My Router Was a Buffet for Bots. So I Built It a Bouncer.
Every exposed IP on the internet gets probed, poked and brute-forced on a schedule. Mine was no different, until I got annoyed enough to build something about it, and decided to give it away.
TL;DR Built a free public IP reputation API because scanners were eating my routers alive. One threshold check now blocks over 80% of that traffic. It costs nothing to use, it's staying that way.
Docs and both endpoints, right now, no scrolling required: https://netbait.org/docs
Here's a fun exercise. Tail your access logs for thirty seconds on any server with a public IP. Now count how many of those lines are a person doing something you'd recognize as human, versus a script checking whether you're still running a WordPress plugin from 2019, or trying admin:admin for the four-hundredth time this week.
I did that exercise on my own routers and did not love the results.
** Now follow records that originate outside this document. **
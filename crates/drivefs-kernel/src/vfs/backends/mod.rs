//! Drive backends.
//!
//! Persistent drives are one [`IndexedFileSystem`] over different
//! [`KvStore`]s; the remote drive is read-only and manifest-backed.

mod indexed;
mod local;
mod memory;
mod remote;
mod store;

pub use indexed::{FileTable, IndexedFileSystem, IndexedOptions, RECORD_PREFIX, TABLE_KEY};
pub use local::{LocalStorageFileSystem, SqliteStore};
pub use memory::{MemoryStore, RamFileSystem};
pub use remote::{
    Fetcher, HttpFetcher, RemoteOptions, RemoteReadOnlyFileSystem, parse_manifest,
};
pub use store::KvStore;
use crate::db::errors::DbError;
use axum::{
    http::StatusCode,
    response::{IntoResponse, Response},
};
use std::collections::BTreeMap;
use thiserror::Error as ThisError;

#[derive(ThisError, Debug)]
pub enum Error {
    /// Authentication required but not provided, or credentials invalid
    #[error("Not authenticated")]
    Unauthenticated { message: Option<String> },

    /// Request payload failed field-level validation
    #[error("Invalid input")]
    Validation { details: BTreeMap<String, String> },

    /// Invalid request data or business rule violation
    #[error("{message}")]
    BadRequest { message: String },

    /// Requested resource not found
    #[error("{resource} with ID {id} not found")]
    NotFound { resource: String, id: String },

    /// Generic internal service error
    #[error("Failed to {operation}")]
    Internal { operation: String },

    /// Database operation error
    #[error(transparent)]
    Database(#[from] DbError),

    /// Unexpected error with full context chain
    #[error(transparent)]
    Other(#[from] anyhow::Error),
}

impl Error {
    pub fn status_code(&self) -> StatusCode {
        match self {
            Error::Unauthenticated { .. } => StatusCode::UNAUTHORIZED,
            Error::Validation { .. } => StatusCode::BAD_REQUEST,
            Error::BadRequest { .. } => StatusCode::BAD_REQUEST,
            Error::NotFound { .. } => StatusCode::NOT_FOUND,
            Error::Internal { .. } => StatusCode::INTERNAL_SERVER_ERROR,
            Error::Database(db_err) => match db_err {
                DbError::NotFound => StatusCode::NOT_FOUND,
                // Duplicate sign-ups surface as 400s in the account API contract
                DbError::UniqueViolation { .. } => StatusCode::BAD_REQUEST,
                DbError::ForeignKeyViolation { .. } => StatusCode::BAD_REQUEST,
                DbError::CheckViolation { .. } => StatusCode::BAD_REQUEST,
                DbError::Other(_) => StatusCode::INTERNAL_SERVER_ERROR,
            },
            Error::Other(_) => StatusCode::INTERNAL_SERVER_ERROR,
        }
    }

    /// Returns a user-safe error message, without leaking internal implementation details
    pub fn user_message(&self) -> String {
        match self {
            Error::Unauthenticated { message } => message.clone().unwrap_or_else(|| "Authentication required".to_string()),
            Error::Validation { .. } => "Invalid input".to_string(),
            Error::BadRequest { message } => message.clone(),
            Error::NotFound { resource, id } => {
                format!("{resource} with ID {id} not found")
            }
            Error::Internal { .. } => "Internal server error".to_string(),
            Error::Database(db_err) => match db_err {
                DbError::NotFound => "Resource not found".to_string(),
                DbError::UniqueViolation { constraint, table, .. } => match (table.as_deref(), constraint.as_deref()) {
                    (Some("users"), Some(c)) if c.contains("email") => "An account with this email address already exists".to_string(),
                    (Some("admins"), Some(c)) if c.contains("email") => "An account with this email address already exists".to_string(),
                    _ => "Resource already exists".to_string(),
                },
                DbError::ForeignKeyViolation { .. } => "Invalid reference to related resource".to_string(),
                DbError::CheckViolation { .. } => "Invalid data provided".to_string(),
                DbError::Other(_) => "Database error occurred".to_string(),
            },
            Error::Other(_) => "Internal server error".to_string(),
        }
    }
}

impl IntoResponse for Error {
    fn into_response(self) -> Response {
        // Log full error details for debugging - different log levels based on severity
        match &self {
            Error::Database(DbError::Other(_)) | Error::Internal { .. } | Error::Other(_) => {
                tracing::error!("Internal service error: {:#}", self);
            }
            Error::Database(_) => {
                tracing::warn!("Database constraint error: {}", self);
            }
            Error::Unauthenticated { .. } => {
                tracing::info!("Authorization error: {}", self);
            }
            Error::Validation { .. } | Error::BadRequest { .. } | Error::NotFound { .. } => {
                tracing::debug!("Client error: {}", self);
            }
        }

        let status = self.status_code();

        // Every client-facing failure is JSON with an `error` field;
        // validation failures additionally carry the per-field details map
        let body = match &self {
            Error::Validation { details } => serde_json::json!({
                "error": "Invalid input",
                "details": details,
            }),
            _ => serde_json::json!({ "error": self.user_message() }),
        };

        (status, axum::response::Json(body)).into_response()
    }
}

/// Type alias for service operation results
pub type Result<T> = std::result::Result<T, Error>;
The internet does not wait for an invitation. Every open port is a buffet, and there is an entire, tireless economy of scanners and botnets that shows up automatically the moment your IP is reachable, whether you built anything interesting yet or not.
01. Enough Was Enough
I went looking for a way to fight back that didn't involve babysitting fail2ban rules forever, and ran into the same wall a lot of people hit: the tools that actually know an IP's history are either community blocklists that only cover known-bad ranges (most attackers rotate through fresh ones constantly), or proper reputation APIs that gate the useful fields, proxy detection, abuse contacts, ASN classification, behind a paid plan. Free tiers exist, but the quotas are built for occasionally checking a suspicious IP by hand, not for scoring real, ongoing traffic.
I didn't want to check IPs occasionally. I wanted to check all of them, automatically, forever, for free. So I built that instead.
02. What a Score Actually Confesses
Netbait boils down to two endpoints. The one you'll use the most just answers one question: how sketchy is this address, on a scale from 0 to 1?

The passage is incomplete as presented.